But the whole thing was ruined because I got the nutter sitting next to me...
You know how you always get them on a bus or a train? It isn't just me, is it? Oh, right... Well, anyway, on Saturday night I got the theatre equivalent. There was one empty seat next to me in a sell-out full house. And, just before curtain up, in he came. Bustling along the row, treading on toes, all multi-patterned jumper, cagoule, and haversack. As the lights dimmed, he dumped the haversack and rushed down to the front of the stalls, stood on tiptoe and peered on to the stage. Then he cantered back, threw himself down beside me and said excitedly "I can see him in the wings! He's ready to come on!"
I smiled weakly and edged further away - difficult in theatre seats. He leaned towards me. "I saw him in Cambridge last night and Norwich the night before and tomorrow I'll see him in London!"
Oh, great. I'd got a Stephen Fry groupie...
Fortunately, Stephen made his entrance then, and Mr Groupie was on his feet whooping and hollering. I shrank down in my seat as everyone turned to stare at us. The Toyboy Trucker, safely out of the spotlight on the other side of me, laughed. A lot. Anyway, once Stephen got going, Mr Groupie, who clearly hadn't wasted his time on the tour, loudly spoke every line along with him, albeit slightly out of sync. It was like having a slightly bizarre echo. Mercifully this came to an end when Mr Groupie burrowed into his haversack and brought out his sandwiches and flask of coffee. Generously he offered me a sardine and tomato. I declined. And by this time The Toyboy Trucker was, naturally, doubled up...
Maybe it was the stench of the sardine sandwiches, but I was getting pretty tetchy. So, when Stephen said that as a writer he was arrogant because all writers are arrogant I wanted to yell WRONG! I was absolutely itching to leap up and say WRONG, WRONG, WRONG - but, given that thanks to Mr Groupie our row was already the centre of attention and The Toyboy Trucker was giving me One Of Those Looks, I didn't. I just sat and simmered and tried to ignore the pungency of the sardines.
Then, just to add to my irritation, Stephen announced that the entire tour had been organised by his publishers (Penguin) to promote his latest book - and that after his hour and a half on stage he'd be doing a book selling-and-signing session in the theatre.

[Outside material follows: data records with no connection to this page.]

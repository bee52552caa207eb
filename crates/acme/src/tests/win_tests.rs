use super::*;
use crate::testing::FakeAcme;

fn pairs(writes: &[(&str, &str)]) -> Vec<(String, String)> {
    writes
        .iter()
        .map(|(path, data)| (path.to_string(), data.to_string()))
        .collect()
}

#[tokio::test]
async fn new_window_reads_its_id_from_ctl() {
    let (acme, _fake) = FakeAcme::start().await;
    let first = acme.new_window().await.expect("first window");
    let second = acme.new_window().await.expect("second window");
    assert_eq!(first.id(), 1);
    assert_eq!(second.id(), 2);
}

#[tokio::test]
async fn show_focuses_window_named_in_index() {
    let (acme, fake) = FakeAcme::start().await;
    fake.add_index_entry(3, "/twitter/mentions");
    fake.add_index_entry(4, "/twitter/home");

    assert!(acme.show("/twitter/home").await.expect("show home"));
    assert_eq!(fake.writes_to("4/ctl"), ["show\n"]);

    assert!(!acme.show("/twitter/new").await.expect("show new"));
    assert!(fake.writes_to("3/ctl").is_empty());
    assert_eq!(fake.writes().len(), 1);
}

#[tokio::test]
async fn clear_addresses_whole_body_then_writes_nothing() {
    let (acme, fake) = FakeAcme::start().await;
    let win = acme.new_window().await.expect("window");
    win.clear().await.expect("clear");
    win.write("body", b"--- 1\n").await.expect("append");
    assert_eq!(
        fake.writes(),
        pairs(&[("1/addr", ","), ("1/data", ""), ("1/body", "--- 1\n")])
    );
}

#[tokio::test]
async fn selection_reads_dot_through_xdata() {
    let (acme, fake) = FakeAcme::start().await;
    let win = acme.new_window().await.expect("window");
    fake.set_file("1/xdata", "1234");
    assert_eq!(win.selection().await.expect("selection"), "1234");
    assert_eq!(fake.writes_to("1/ctl"), ["addr=dot\n"]);
}

#[tokio::test]
async fn read_range_addresses_runes() {
    let (acme, fake) = FakeAcme::start().await;
    let win = acme.new_window().await.expect("window");
    fake.set_file("1/xdata", "alice");
    assert_eq!(win.read_range(5, 10).await.expect("range"), "alice");
    assert_eq!(fake.writes_to("1/addr"), ["#5,#10"]);
}

#[tokio::test]
async fn errors_carry_the_window_prefix() {
    let (acme, fake) = FakeAcme::start().await;
    let win = acme.new_window().await.expect("window");
    win.errf("unnamed").await.expect("errf");
    win.set_error_prefix("/twitter/new").await;
    win.errf("ctl: permission denied\n").await.expect("errf");
    win.del(true).await.expect("delete");
    assert_eq!(
        fake.writes_to("1/errors"),
        ["unnamed\n", "/twitter/new: ctl: permission denied\n"]
    );
    assert_eq!(fake.writes_to("1/ctl"), ["delete\n"]);
}

#[tokio::test]
async fn unhandled_events_are_written_back_with_original_range() {
    let (acme, fake) = FakeAcme::start().await;
    let win = acme.new_window().await.expect("window");
    fake.push_event(1, "Ml7 7 2 0 \nMl5 10 0 5 alice\n");
    fake.push_event(1, "Mx0 3 0 3 Del\n");
    let mut events = win.events().await.expect("event file");

    let look = events.next().await.expect("look");
    assert!(look.is_look());
    assert_eq!((look.q0, look.q1, look.text.as_str()), (5, 10, "alice"));
    events.write_back(&look).await.expect("write back");

    let del = events.next().await.expect("execute");
    assert!(del.is_execute());
    events.write_back(&del).await.expect("write back");

    assert_eq!(fake.writes_to("1/event"), ["Ml7 7 \n", "Mx0 3 \n"]);
    assert!(matches!(events.next().await, Err(AcmeError::EventsClosed)));
}

#[tokio::test]
async fn malformed_event_is_skipped() {
    let (acme, fake) = FakeAcme::start().await;
    let win = acme.new_window().await.expect("window");
    fake.push_event(1, "Mx1x 2 0 0 \nMx0 3 0 3 Get\n");
    let mut events = win.events().await.expect("event file");

    assert!(matches!(events.next().await, Err(AcmeError::BadEvent(_))));
    assert_eq!(events.next().await.expect("next event").text, "Get");
    assert!(matches!(events.next().await, Err(AcmeError::EventsClosed)));
}
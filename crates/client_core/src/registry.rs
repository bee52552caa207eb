use std::{collections::HashMap, sync::Arc};

use async_trait::async_trait;
use shared::domain::WindowId;
use tokio::sync::Mutex;
use tracing::{debug, info};

use crate::{error::ClientError, window::Window};

/// How the process ends.
#[async_trait]
pub trait Shutdown: Send + Sync {
    /// Called once, when the last window has closed: release the remote tree
    /// and exit successfully.
    async fn finish(&self);
    /// Called when the client cannot continue, e.g. the editor refused to
    /// create a window twice.
    async fn abort(&self, error: &ClientError);
}

#[derive(Default)]
struct RegistryState {
    windows: HashMap<WindowId, Arc<Window>>,
    drained: bool,
}

/// Live windows of this process, keyed by editor window id.
///
/// The lock is held only for the map operation itself, never across editor
/// or remote I/O.
pub struct WindowRegistry {
    state: Mutex<RegistryState>,
    shutdown: Arc<dyn Shutdown>,
}

impl WindowRegistry {
    pub fn new(shutdown: Arc<dyn Shutdown>) -> Self {
        Self {
            state: Mutex::new(RegistryState::default()),
            shutdown,
        }
    }

    pub async fn register(&self, window: Arc<Window>) {
        let id = window.id();
        let replaced = self.state.lock().await.windows.insert(id, window);
        if replaced.is_some() {
            debug!(window = %id, "replaced stale registry entry");
        }
    }

    /// Removes `window` if it is still the entry registered under its id.
    ///
    /// When this empties the registry, [`Shutdown::finish`] runs. That is
    /// the only way the process ends normally, and it happens at most once.
    /// Returns whether this call drained the registry.
    pub async fn unregister(&self, window: &Arc<Window>) -> bool {
        let id = window.id();
        let drained = {
            let mut state = self.state.lock().await;
            let current = state
                .windows
                .get(&id)
                .is_some_and(|entry| Arc::ptr_eq(entry, window));
            if current {
                state.windows.remove(&id);
            }
            let drained = current && state.windows.is_empty() && !state.drained;
            if drained {
                state.drained = true;
            }
            drained
        };

        if drained {
            info!(window = %id, "last window closed; shutting down");
            self.shutdown.finish().await;
        } else {
            debug!(window = %id, "window closed");
        }
        drained
    }

    pub async fn abort(&self, error: &ClientError) {
        self.shutdown.abort(error).await;
    }

    pub async fn len(&self) -> usize {
        self.state.lock().await.windows.len()
    }

    pub async fn is_empty(&self) -> bool {
        self.len().await == 0
    }

    pub async fn titles(&self) -> Vec<String> {
        let mut titles: Vec<String> = self
            .state
            .lock()
            .await
            .windows
            .values()
            .map(|window| window.title())
            .collect();
        titles.sort();
        titles
    }
}

#[cfg(test)]
#[path = "tests/registry_tests.rs"]
mod tests;
//! Error types for catalog-ai.

use thiserror::Error;

/// Library-level error type for catalog-ai operations.
#[derive(Error, Debug)]
pub enum CatalogAiError {
    #[error("Configuration error: {0}")]
    Config(String),

    #[error("Embedding generation failed: {0}")]
    Embedding(String),

    #[error("OpenAI API error: {0}")]
    OpenAI(String),

    #[error("Invalid input: {0}")]
    InvalidInput(String),

    #[error("Unsupported operation: {0}")]
    Unsupported(String),

    #[error("IO error: {0}")]
    Io(#[from] std::io::Error),

    #[error("TOML parse error: {0}")]
    TomlParse(#[from] toml::de::Error),

    #[error("HTTP error: {0}")]
    Http(#[from] reqwest::Error),

    #[error("Invalid URL: {0}")]
    Url(#[from] url::ParseError),
}

/// Result type alias for catalog-ai operations.
pub type Result<T> = std::result::Result<T, CatalogAiError>;
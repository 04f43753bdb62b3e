//! Ask command implementation.

use crate::chat::{ChatCompletion, ChatMessage, RagChatService};
use crate::cli::Output;
use crate::config::Settings;
use anyhow::Result;

/// Run the ask command.
pub async fn run_ask(question: &str, settings: Settings) -> Result<()> {
    let service = RagChatService::from_settings(&settings.rag)?;

    let spinner = Output::spinner("Asking the catalog assistant...");
    let result = service.get_chat_response(&[ChatMessage::user(question)]).await;
    spinner.finish_and_clear();

    match result {
        Ok(reply) => Output::answer(reply.content.as_deref()),
        Err(e) => {
            Output::error(&format!("Failed to get an answer: {}", e));
            return Err(e.into());
        }
    }

    Ok(())
}
//! OpenAI client configuration with sensible defaults.

use crate::error::Result;
use async_openai::{config::OpenAIConfig, Client};
use std::time::Duration;

/// Default timeout for OpenAI API requests (5 minutes).
const DEFAULT_TIMEOUT_SECS: u64 = 300;

/// Environment variable the OpenAI client reads its key from.
pub const API_KEY_ENV: &str = "OPENAI_API_KEY";

/// Create an OpenAI client with configured timeout.
pub fn create_client() -> Result<Client<OpenAIConfig>> {
    create_client_with_timeout(Duration::from_secs(DEFAULT_TIMEOUT_SECS))
}

/// Create an OpenAI client with a custom timeout.
pub fn create_client_with_timeout(timeout: Duration) -> Result<Client<OpenAIConfig>> {
    let http_client = reqwest::Client::builder().timeout(timeout).build()?;

    Ok(Client::with_config(OpenAIConfig::default()).with_http_client(http_client))
}

/// Whether a non-empty API key is present in the environment.
pub fn has_api_key() -> bool {
    std::env::var(API_KEY_ENV).is_ok_and(|key| !key.trim().is_empty())
}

Well! Fancy that! Stephen Fry gets a publisher-paid tour of theatres - a sell-out nationwide tour of theatres seating thousands - and I get the local book shop if I'm lucky. Stephen Fry has queues and queues of hundreds of people winding for miles round our major cities, I get a few friends and people sheltering from the rain or waiting for the next bus to Kingston Dapple. Now I wonder why that is? And why, oh why, can't I be Stephen Fry?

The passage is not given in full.